__What the exercise asks__. Start at the line with "mod config;" in the records below, stop at the line with "use crate::playlist::Playlist;", and return every line in that span exactly, the two end lines included.

Stored data entries
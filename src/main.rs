//! gesture-player-daemon: hand-gesture controlled music player
//!
//! Reads hand and face landmarks produced by an external detector, turns
//! them into playback actions and drives an audio backend:
//! - Landmark feed reader on a dedicated thread
//! - Gesture engine applying ordered decision rules per frame
//! - Console transport controls when the feed is not stdin
//! - IPC server exposing status, the latest frame and transport commands

mod audio;
mod config;
mod events;
mod gesture;
mod input;
mod ipc;
mod lifecycle;
mod overlay;
mod playlist;
mod state;

use anyhow::{bail, Result};
use tokio::sync::{broadcast, mpsc};
use tracing::{debug, error, info, warn};
use tracing_subscriber::EnvFilter;

use crate::audio::LoggingBackend;
use crate::config::{Config, FeedSource};
use crate::events::PlayerEvent;
use crate::input::{spawn_console, FeedReader};
use crate::ipc::{Server, ServerChannels};
use crate::lifecycle::ShutdownSignal;
use crate::playlist::Playlist;
use crate::state::GestureEngine;

#[tokio::main]
async fn main() -> Result<()> {
    tracing_subscriber::fmt()
        .with_env_filter(EnvFilter::try_from_default_env().unwrap_or_else(|_| EnvFilter::new("info")))
        .init();

    info!(version = env!("CARGO_PKG_VERSION"), "gesture-player-daemon starting");

    let config = Config::load()?;
    config.ensure_dirs()?;
    info!(
        music_dir = ?config.music_dir,
        feed = ?config.feed,
        standalone = config.standalone,
        "configuration loaded"
    );

    let playlist = match Playlist::load(&config.music_dir) {
        Ok(playlist) => playlist,
        Err(e) if !config.standalone => {
            warn!(?e, "failed to read music folder, continuing without tracks");
            Playlist::default()
        }
        Err(e) => return Err(e),
    };
    if playlist.is_empty() {
        if config.standalone {
            bail!("no music files found in {}", config.music_dir.display());
        }
        warn!(music_dir = ?config.music_dir, "no music files found");
    }
    info!(tracks = playlist.len(), "playlist loaded");

    let shutdown = ShutdownSignal::new();

    // Feed thread -> engine
    let (frame_tx, frame_rx) = mpsc::channel(64);
    // Console / IPC -> engine
    let (control_tx, control_rx) = mpsc::channel(16);
    // Engine -> subscribed clients
    let (event_tx, _event_rx) = broadcast::channel::<PlayerEvent>(64);

    let mut engine = GestureEngine::new(
        config.gesture.clone(),
        playlist,
        LoggingBackend::new(),
        config.initial_volume,
        event_tx.clone(),
    );

    let feed = FeedReader::new(
        frame_tx,
        config.feed.clone(),
        (config.frame_width, config.frame_height),
        config.frame_rate,
    );
    feed.start()?;
    info!("landmark feed started");

    if config.feed != FeedSource::Stdin {
        match spawn_console(control_tx.clone(), shutdown.clone()) {
            Ok(()) => debug!("console thread spawned"),
            Err(e) => warn!(?e, "failed to start console controls"),
        }
    }

    let server = if config.standalone {
        None
    } else {
        let channels = ServerChannels {
            status_rx: engine.subscribe_status(),
            frame_rx: engine.subscribe_frames(),
            control_tx: control_tx.clone(),
            event_tx: event_tx.clone(),
        };
        Some(Server::new(&config.socket_path, channels)?)
    };
    drop(control_tx);

    info!("daemon initialized, entering main loop");

    tokio::select! {
        _ = engine.run(frame_rx, control_rx) => {
            info!("gesture engine exited");
        }

        result = async {
            match &server {
                Some(server) => server.run().await,
                None => std::future::pending().await,
            }
        } => {
            if let Err(e) = result {
                error!(?e, "IPC server error");
            }
        }

        _ = shutdown.wait() => {
            info!("shutdown signal received");
        }
    }

    info!("shutting down...");

    feed.stop();
    if let Some(server) = &server {
        server.shutdown().await;
    }
    engine.shutdown();

    info!("gesture-player-daemon stopped");

    Ok(())
}
//! Re-trigger gating for debounced gestures

/// Minimum spacing between two firings of one action class
#[derive(Debug, Clone, Copy, PartialEq)]
pub struct Cooldown {
    window: f64,
    last: Option<f64>,
}

impl Cooldown {
    pub fn new(window: f64) -> Self {
        Self { window, last: None }
    }

    /// True if at least `window` seconds have passed since the last firing
    pub fn ready(&self, now: f64) -> bool {
        self.last.map_or(true, |last| now - last >= self.window)
    }

    pub fn fire(&mut self, now: f64) {
        self.last = Some(now);
    }
}

/// The debounce timers plus the face-presence clock
#[derive(Debug, Clone)]
pub struct Cooldowns {
    pub swipe: Cooldown,
    pub seek: Cooldown,
    pub favorite: Cooldown,
    /// Last frame a face was observed; seeded with the first frame seen
    pub last_face_seen: Option<f64>,
}

impl Cooldowns {
    pub fn new(swipe: f64, seek: f64, favorite: f64) -> Self {
        Self {
            swipe: Cooldown::new(swipe),
            seek: Cooldown::new(seek),
            favorite: Cooldown::new(favorite),
            last_face_seen: None,
        }
    }

    /// Seconds without a face as of `now`
    pub fn face_absent_for(&self, now: f64) -> f64 {
        self.last_face_seen.map_or(0.0, |seen| now - seen)
    }
}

__Answer for this exercise__.
mod config;
mod events;
mod gesture;
mod input;
mod ipc;
mod lifecycle;
mod overlay;
mod playlist;
mod state;

use anyhow::{bail, Result};
use tokio::sync::{broadcast, mpsc};
use tracing::{debug, error, info, warn};
use tracing_subscriber::EnvFilter;

use crate::audio::LoggingBackend;
use crate::config::{Config, FeedSource};
use crate::events::PlayerEvent;
use crate::input::{spawn_console, FeedReader};
use crate::ipc::{Server, ServerChannels};
use crate::lifecycle::ShutdownSignal;
use crate::playlist::Playlist;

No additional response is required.